También se enfatiza que estos sistemas pueden ayudar en tareas muy concretas (resumir casos, programar, recordatorios, educación, apoyo en rehabilitación), pero hoy tienen limitaciones importantes (p. ej., interpretación de señales no verbales), y por eso los profesionales deben participar activamente en el desarrollo para que responda a necesidades clínicas reales.

Y aparece una idea clave de gobernanza: a medida que esto se integra, hay que cuidar ética, privacidad, transparencia y rendición de cuentas.

3) ¿Qué significa todo esto para el terapeuta respiratorio?

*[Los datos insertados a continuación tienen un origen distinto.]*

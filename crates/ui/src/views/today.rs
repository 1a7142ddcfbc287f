use dioxus::prelude::*;
use taskboard_core::review::ReviewMode;

use crate::context::{AppContext, use_revision};
use crate::views::components::{QuickAddBar, TaskCard};
use crate::views::{ViewError, ViewState, view_state_from_resource};

/// Daily tracker: midday check, end-of-day review and carryover list.
#[component]
pub fn TodayView() -> Element {
    let ctx = use_context::<AppContext>();
    let board = ctx.board();
    let mut revision = use_revision();
    revision.track();

    use_hook({
        let board = board.clone();
        move || {
            if !ReviewMode::DAILY.contains(&board.mode()) {
                board.set_mode(ReviewMode::Midday);
            }
        }
    });

    let resource = use_resource({
        let board = board.clone();
        move || {
            let board = board.clone();
            async move { board.refresh().await.map_err(ViewError::from) }
        }
    });
    let state = view_state_from_resource(&resource);

    let mode = board.mode();
    let tasks = board.visible_tasks();
    let empty_text = match mode {
        ReviewMode::Carryover => "No tasks are flagged to continue tomorrow.",
        _ => "No tasks planned for today.",
    };

    rsx! {
        div { class: "page today",
            header { class: "page__header",
                h2 { "{mode.heading()}" }
                if let Some(window) = mode.time_window() {
                    p { class: "muted", "{window}" }
                }
            }

            nav { class: "mode-toggle",
                for choice in ReviewMode::DAILY {
                    button {
                        class: mode_class(choice == mode),
                        onclick: {
                            let board = board.clone();
                            move |_: MouseEvent| {
                                board.set_mode(choice);
                                revision.bump();
                            }
                        },
                        "{choice.toggle_label()}"
                    }
                }
            }

            if mode != ReviewMode::Carryover {
                QuickAddBar {}
            }

            section { class: "task-list",
                match state {
                    ViewState::Error(err) if tasks.is_empty() => rsx! {
                        p { class: "error", "{err.message()}" }
                    },
                    ViewState::Idle | ViewState::Loading if tasks.is_empty() => rsx! {
                        p { class: "muted", "Loading..." }
                    },
                    _ if tasks.is_empty() => rsx! {
                        p { class: "muted", "{empty_text}" }
                    },
                    _ => rsx! {
                        for task in tasks {
                            TaskCard { key: "{task.id}", task }
                        }
                    },
                }
            }
        }
    }
}

fn mode_class(active: bool) -> &'static str {
    if active { "mode active" } else { "mode" }
}
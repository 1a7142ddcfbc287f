use std::sync::Arc;

use backend::{Backend, InMemoryBackend};
use services::{AppServices, MemorySessionStore};
use taskboard_core::model::{
    Project, ProjectId, Role, SessionPersistence, Task, TaskId, User, UserId,
};
use taskboard_core::quick_add::parse_quick_add;
use taskboard_core::review::ReviewMode;
use taskboard_core::time::{fixed_clock, fixed_now};

fn seeded_services() -> AppServices {
    let repo = InMemoryBackend::with_clock(fixed_clock());
    repo.seed_user(
        User {
            id: UserId::new("u1"),
            email: "kim@corp.io".into(),
            full_name: Some("Kim".into()),
            role: Role::Sce,
            created_at: Some(fixed_now()),
        },
        "secret1",
    )
    .expect("seed user");
    let mut project = Project::new(ProjectId::new("p1"), "Website");
    project.user_id = Some(UserId::new("u1"));
    repo.seed_project(project).expect("seed project");
    repo.seed_task(Task::new(TaskId::new("t1"), ProjectId::new("p1"), "Header"))
        .expect("seed task");

    AppServices::new(
        &Backend::from_memory(repo),
        fixed_clock(),
        Arc::new(MemorySessionStore::new()),
    )
}

#[tokio::test]
async fn sign_in_then_run_a_daily_review() {
    let services = seeded_services();
    let user = services
        .auth()
        .sign_in("kim@corp.io", "secret1", Some(Role::Sce), SessionPersistence::SessionLogin)
        .await
        .expect("sign in");

    services.profile().load(&user.id).await.expect("profile");
    assert_eq!(services.users().role_filter(), Role::Sce);

    let board = services.board();
    board.refresh().await.expect("refresh");
    let defaults = board.quick_add_defaults(Some(&user.email));
    let entry = parse_quick_add("Write release notes ^S", &defaults).expect("entry");
    assert_eq!(entry.project, "Website");
    let added = board
        .add_task(entry, Some(user.id.clone()))
        .await
        .expect("add task");
    assert_eq!(board.tasks().len(), 2);

    board.set_mode(ReviewMode::EndOfDay);
    board
        .mark_continue_tomorrow(&added, "outline drafted")
        .await
        .expect("carry over");
    board
        .mark_continue_tomorrow(&added, "first section written")
        .await
        .expect("carry over again");

    board.set_mode(ReviewMode::Carryover);
    let carried = board.visible_tasks();
    assert_eq!(carried.len(), 1);
    assert!(carried[0].continue_tomorrow);
    assert_eq!(carried[0].progress.as_deref(), Some("first section written"));

    board
        .save_carryover_progress(&added, "ready for review")
        .await
        .expect("save progress");
    board.refresh().await.expect("refresh");
    let task = board
        .tasks()
        .into_iter()
        .find(|task| task.id == added)
        .expect("task present");
    assert_eq!(task.progress.as_deref(), Some("ready for review"));
    assert_eq!(task.goal, "Complete task");
}
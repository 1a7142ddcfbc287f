//! Aggregates shown on the dashboard and roster: task totals, capacity,
//! weekly goals, per-member workload.

use chrono::{DateTime, Utc};

use crate::model::{Project, Task, TaskStatus, Trend, User, UserId, projects_of_user};

/// Task counts across all projects.
#[derive(Debug, Clone, Copy, PartialEq, Eq, Default)]
pub struct TaskTotals {
    pub total: usize,
    pub completed: usize,
    pub in_progress: usize,
}

impl TaskTotals {
    #[must_use]
    pub fn from_projects(projects: &[Project]) -> Self {
        projects.iter().fold(Self::default(), |acc, project| Self {
            total: acc.total + project.tasks.len(),
            completed: acc.completed + project.count_with_status(TaskStatus::Completed),
            in_progress: acc.in_progress + project.count_with_status(TaskStatus::InProgress),
        })
    }
}

/// Planned load for the day.
#[derive(Debug, Clone, Copy, PartialEq)]
pub struct Capacity {
    pub planned_tasks: usize,
    pub completed_tasks: usize,
    pub task_capacity: usize,
    pub planned_hours: f64,
    pub available_hours: f64,
}

impl Capacity {
    pub const TASK_CAPACITY: usize = 8;
    pub const WORKDAY_HOURS: f64 = 8.0;

    #[must_use]
    pub fn from_tasks(tasks: &[Task]) -> Self {
        Self {
            planned_tasks: tasks.len(),
            completed_tasks: tasks.iter().filter(|task| task.is_completed()).count(),
            task_capacity: Self::TASK_CAPACITY,
            planned_hours: tasks.iter().map(|task| task.effort.hours()).sum(),
            available_hours: Self::WORKDAY_HOURS,
        }
    }

    /// Planned tasks as a percentage of capacity; may exceed 100.
    #[must_use]
    #[allow(clippy::cast_precision_loss)]
    pub fn percent_planned(&self) -> f64 {
        if self.task_capacity == 0 {
            return 0.0;
        }
        self.planned_tasks as f64 / self.task_capacity as f64 * 100.0
    }

    #[must_use]
    pub fn load_label(&self) -> &'static str {
        if self.planned_tasks > self.task_capacity {
            "Over capacity"
        } else {
            "Comfortable load"
        }
    }
}

/// One entry of the weekly goals strip.
#[derive(Debug, Clone, PartialEq)]
pub struct WeeklyGoal {
    pub name: String,
    pub confidence: f64,
    pub trend: Trend,
}

/// Goals are the first three projects, labelled by description when present.
#[must_use]
pub fn weekly_goals(projects: &[Project]) -> Vec<WeeklyGoal> {
    projects
        .iter()
        .take(3)
        .map(|project| WeeklyGoal {
            name: project.goal_label().to_owned(),
            confidence: project.confidence,
            trend: project.trend,
        })
        .collect()
}

/// Projects a member owns and every task inside them.
#[derive(Debug, Clone, PartialEq, Default)]
pub struct UserWorkload {
    pub projects: usize,
    pub tasks: Vec<Task>,
}

impl UserWorkload {
    /// Tasks carry the name of the project they came from.
    #[must_use]
    pub fn of(projects: &[Project], user_id: &UserId) -> Self {
        let owned = projects_of_user(projects, user_id);
        let tasks = owned
            .iter()
            .flat_map(|project| {
                project.tasks.iter().cloned().map(|mut task| {
                    task.project_name.clone_from(&project.name);
                    task
                })
            })
            .collect();
        Self {
            projects: owned.len(),
            tasks,
        }
    }

    #[must_use]
    pub fn completed(&self) -> usize {
        self.tasks.iter().filter(|task| task.is_completed()).count()
    }
}

/// Users created in the last seven days.
#[must_use]
pub fn new_this_week(users: &[User], now: DateTime<Utc>) -> usize {
    users.iter().filter(|user| user.is_new_since(now)).count()
}

#[cfg(test)]
mod tests {
    use super::*;
    use crate::model::{Effort, ProjectId, TaskId};

    fn project_with(statuses: &[TaskStatus]) -> Project {
        let mut project = Project::new(ProjectId::new("p"), "P");
        project.tasks = statuses
            .iter()
            .enumerate()
            .map(|(idx, status)| {
                let mut task = Task::new(TaskId::new(format!("t{idx}")), ProjectId::new("p"), "x");
                task.status = *status;
                task
            })
            .collect();
        project
    }

    #[test]
    fn totals_sum_across_projects() {
        let projects = vec![
            project_with(&[TaskStatus::Completed, TaskStatus::Todo]),
            project_with(&[TaskStatus::InProgress, TaskStatus::Completed]),
        ];
        let totals = TaskTotals::from_projects(&projects);
        assert_eq!(
            totals,
            TaskTotals {
                total: 4,
                completed: 2,
                in_progress: 1
            }
        );
    }

    #[test]
    fn capacity_counts_hours_by_effort() {
        let mut small = Task::new(TaskId::new("a"), ProjectId::new("p"), "a");
        small.effort = Effort::Small;
        let mut large = Task::new(TaskId::new("b"), ProjectId::new("p"), "b");
        large.effort = Effort::Large;
        let capacity = Capacity::from_tasks(&[small, large]);
        assert!((capacity.planned_hours - 2.5).abs() < f64::EPSILON);
        assert!((capacity.percent_planned() - 25.0).abs() < f64::EPSILON);
        assert_eq!(capacity.load_label(), "Comfortable load");
    }

    #[test]
    fn weekly_goals_take_first_three() {
        let mut projects: Vec<Project> = (0..5)
            .map(|idx| Project::new(ProjectId::new(format!("p{idx}")), format!("Project {idx}")))
            .collect();
        projects[0].description = "Ship v2".into();
        let goals = weekly_goals(&projects);
        assert_eq!(goals.len(), 3);
        assert_eq!(goals[0].name, "Ship v2");
        assert_eq!(goals[2].name, "Project 2");
    }

    #[test]
    fn workload_covers_owned_projects_only() {
        let owner = UserId::new("u1");
        let mut mine = project_with(&[TaskStatus::Completed, TaskStatus::Todo]);
        mine.name = "Website".into();
        mine.user_id = Some(owner.clone());
        let mut theirs = project_with(&[TaskStatus::Completed]);
        theirs.user_id = Some(UserId::new("u2"));
        let unowned = project_with(&[TaskStatus::Todo]);

        let workload = UserWorkload::of(&[mine, theirs, unowned], &owner);
        assert_eq!(workload.projects, 1);
        assert_eq!(workload.tasks.len(), 2);
        assert_eq!(workload.completed(), 1);
        assert!(workload.tasks.iter().all(|task| task.project_name == "Website"));

        let nobody = UserWorkload::of(&[], &owner);
        assert_eq!(nobody, UserWorkload::default());
    }
}
mod ids;
mod project;
mod session;
mod task;
mod tiers;
mod user;

pub use ids::{ProfileId, ProjectId, TaskId, UserId};

pub use project::{NewProject, Project, Trend, attach_tasks, flatten_tasks, projects_of_user};
pub use session::{
    PERSISTENCE_COOKIE, Session, SessionPersistence, TOKEN_COOKIE, bearer_header,
    clear_persistence_cookie, clear_session_cookie, parse_bearer, persistence_cookie,
    persistence_from_cookies, session_cookie, token_from_cookies,
};
pub use task::{
    Difficulty, EodOutcome, MiddayStatus, NewTask, PendingTask, Task, TaskStatus,
};
pub use tiers::{Effort, Priority, TierError};
pub use user::{MIN_PASSWORD_LEN, Profile, Role, User, UserError, UserForm, filter_by_role};
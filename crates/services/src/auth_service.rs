use std::sync::{Arc, Mutex};

use backend::{AuthApi, AuthToken, Credentials, UserApi};
use taskboard_core::model::{Role, Session, SessionPersistence, User, UserForm};
use tracing::{info, warn};

use crate::Clock;
use crate::error::ServiceError;
use crate::lock;
use crate::notify::Notifier;

/// Where the session token is kept between page loads.
pub trait SessionStore: Send + Sync {
    /// Stored token and the sign-in flow that issued it.
    fn load(&self) -> Option<(String, SessionPersistence)>;
    fn save(&self, token: &str, persistence: SessionPersistence);
    fn clear(&self);
}

/// Session store for tests and non-browser targets.
#[derive(Clone, Default)]
pub struct MemorySessionStore {
    slot: Arc<Mutex<Option<(String, SessionPersistence)>>>,
}

impl MemorySessionStore {
    #[must_use]
    pub fn new() -> Self {
        Self::default()
    }

    #[must_use]
    pub fn persistence(&self) -> Option<SessionPersistence> {
        lock(&self.slot).as_ref().map(|(_, persistence)| *persistence)
    }
}

impl SessionStore for MemorySessionStore {
    fn load(&self) -> Option<(String, SessionPersistence)> {
        lock(&self.slot).clone()
    }

    fn save(&self, token: &str, persistence: SessionPersistence) {
        *lock(&self.slot) = Some((token.to_owned(), persistence));
    }

    fn clear(&self) {
        *lock(&self.slot) = None;
    }
}

#[derive(Default)]
struct AuthState {
    user: Option<User>,
    session: Option<Session>,
    loading: bool,
}

/// Sign-in, sign-up, session restore and sign-out.
#[derive(Clone)]
pub struct AuthService {
    clock: Clock,
    auth: Arc<dyn AuthApi>,
    users: Arc<dyn UserApi>,
    token: AuthToken,
    sessions: Arc<dyn SessionStore>,
    notifier: Notifier,
    state: Arc<Mutex<AuthState>>,
}

impl AuthService {
    #[must_use]
    pub fn new(
        clock: Clock,
        auth: Arc<dyn AuthApi>,
        users: Arc<dyn UserApi>,
        token: AuthToken,
        sessions: Arc<dyn SessionStore>,
        notifier: Notifier,
    ) -> Self {
        Self {
            clock,
            auth,
            users,
            token,
            sessions,
            notifier,
            state: Arc::new(Mutex::new(AuthState {
                loading: true,
                ..AuthState::default()
            })),
        }
    }

    #[must_use]
    pub fn current_user(&self) -> Option<User> {
        lock(&self.state).user.clone()
    }

    #[must_use]
    pub fn session(&self) -> Option<Session> {
        lock(&self.state).session.clone()
    }

    /// True until the stored session has been checked.
    #[must_use]
    pub fn is_loading(&self) -> bool {
        lock(&self.state).loading
    }

    #[must_use]
    pub fn is_authenticated(&self) -> bool {
        lock(&self.state).user.is_some()
    }

    /// Exchange credentials for a token, persist it and load the user.
    ///
    /// Any failure clears the session entirely.
    ///
    /// # Errors
    ///
    /// Returns `ServiceError` after reporting it.
    pub async fn sign_in(
        &self,
        email: &str,
        password: &str,
        role: Option<Role>,
        persistence: SessionPersistence,
    ) -> Result<User, ServiceError> {
        let credentials = Credentials {
            email: email.trim().to_owned(),
            password: password.to_owned(),
            role,
        };
        let result = self.establish(&credentials, persistence).await;
        if result.is_err() {
            self.forget();
        }
        let user = self.notifier.capture("Sign in failed", result)?;
        info!(user = %user.id, "signed in");
        Ok(user)
    }

    async fn establish(
        &self,
        credentials: &Credentials,
        persistence: SessionPersistence,
    ) -> Result<User, ServiceError> {
        let token = self.auth.login(credentials).await?;
        self.token.set(Some(token.clone()));
        self.sessions.save(&token, persistence);
        let session = Session::issue(token, persistence, self.clock.now());
        lock(&self.state).session = Some(session);

        let user = self.users.current_user().await?;
        let mut state = lock(&self.state);
        state.user = Some(user.clone());
        state.loading = false;
        Ok(user)
    }

    /// Register an account, then sign in with it.
    ///
    /// # Errors
    ///
    /// Returns `ServiceError::Validation` for an incomplete form, or
    /// `ServiceError::Backend`; both are reported.
    pub async fn sign_up(
        &self,
        form: &UserForm,
        persistence: SessionPersistence,
    ) -> Result<User, ServiceError> {
        let result = self.register(form).await;
        self.notifier.capture("Registration failed", result)?;
        self.notifier
            .success("Account created", "Signing you in");
        self.sign_in(&form.email, &form.password, Some(form.role), persistence)
            .await
    }

    async fn register(&self, form: &UserForm) -> Result<(), ServiceError> {
        form.validate_new()?;
        self.auth.register(form).await?;
        Ok(())
    }

    /// Validate a stored token against the backend.
    ///
    /// The restored session keeps the lifetime of the flow that issued it.
    /// A rejected or unreachable session is cleared without a notification.
    pub async fn restore(&self) -> Option<User> {
        let Some((token, persistence)) = self.sessions.load() else {
            lock(&self.state).loading = false;
            return None;
        };
        self.token.set(Some(token.clone()));

        match self.users.current_user().await {
            Ok(user) => {
                let mut state = lock(&self.state);
                state.session = Some(Session::issue(token, persistence, self.clock.now()));
                state.user = Some(user.clone());
                state.loading = false;
                info!(user = %user.id, "session restored");
                Some(user)
            }
            Err(err) => {
                warn!(error = %err, "stored session rejected");
                self.forget();
                None
            }
        }
    }

    pub fn sign_out(&self) {
        self.forget();
        info!("signed out");
    }

    fn forget(&self) {
        self.token.set(None);
        self.sessions.clear();
        let mut state = lock(&self.state);
        state.user = None;
        state.session = None;
        state.loading = false;
    }
}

La profesión no se “achica”; cambia de forma. Se abre un perfil más amplio y estratégico:

  • Terapeuta como gestor de datos clínicos: interpretar tendencias, adherencia, alarmas, variabilidad y riesgo.
  • Terapeuta como educador digital: enseñar técnica, adherencia y autocuidado con herramientas conectadas.
  • Terapeuta como integrador de tecnología: interfaces, ventilación avanzada, telemonitorización, validación de señales y tecnovigilancia.
  • Terapeuta como garante de seguridad: detectar sesgos/errores de IA, proteger privacidad y asegurar que la tecnología sirva al paciente (no al revés).

4) Si no nos actualizamos, ¿la tecnología nos puede dejar atrás?

Sí, pero con un matiz importante: la tecnología reemplaza tareas, no necesariamente reemplaza la profesión. El riesgo real es que otras disciplinas (o proveedores externos) se queden con el “nuevo territorio” (datos, plataformas, algoritmos, telemonitorización) si los terapeutas no lo ocupamos con competencia clínica.

La buena noticia: incluso en la visión del documento, la IA no sustituye el toque humano y necesita un marco ético y participación clínica para funcionar bien en salud real.

5) Recomendación práctica para “caminar al futuro” (sin abrumarnos)

Si tuviera que resumirlo en una estrategia simple:

  1. Aprender a leer datos (tendencias, dashboards, adherencia, alarmas).
  2. Dominar 1 tecnología nueva por trimestre (p. ej., wearables, inhalador inteligente, telemonitorización, ventilación avanzada, IA para documentación).
  3. Adoptar una mentalidad de “co-diseño”: participar en pilotos, validar, reportar fallas, proponer mejoras (si no lo hacemos nosotros, alguien más definirá el estándar).

Cierre (mensaje para tu equipo)

La terapia respiratoria está entrando en una etapa donde la ciencia clínica se encuentra con datos, robótica e inteligencia artificial. No se trata de competir contra la tecnología: se trata de dirigirla hacia el cuidado seguro, humano y efectivo.Caminemos juntos hacia el futuro de la terapia respiratoria: con curiosidad, con disciplina, con ética y con orgullo profesional. La evolución ya empezó; que nos encuentre preparados y unidos.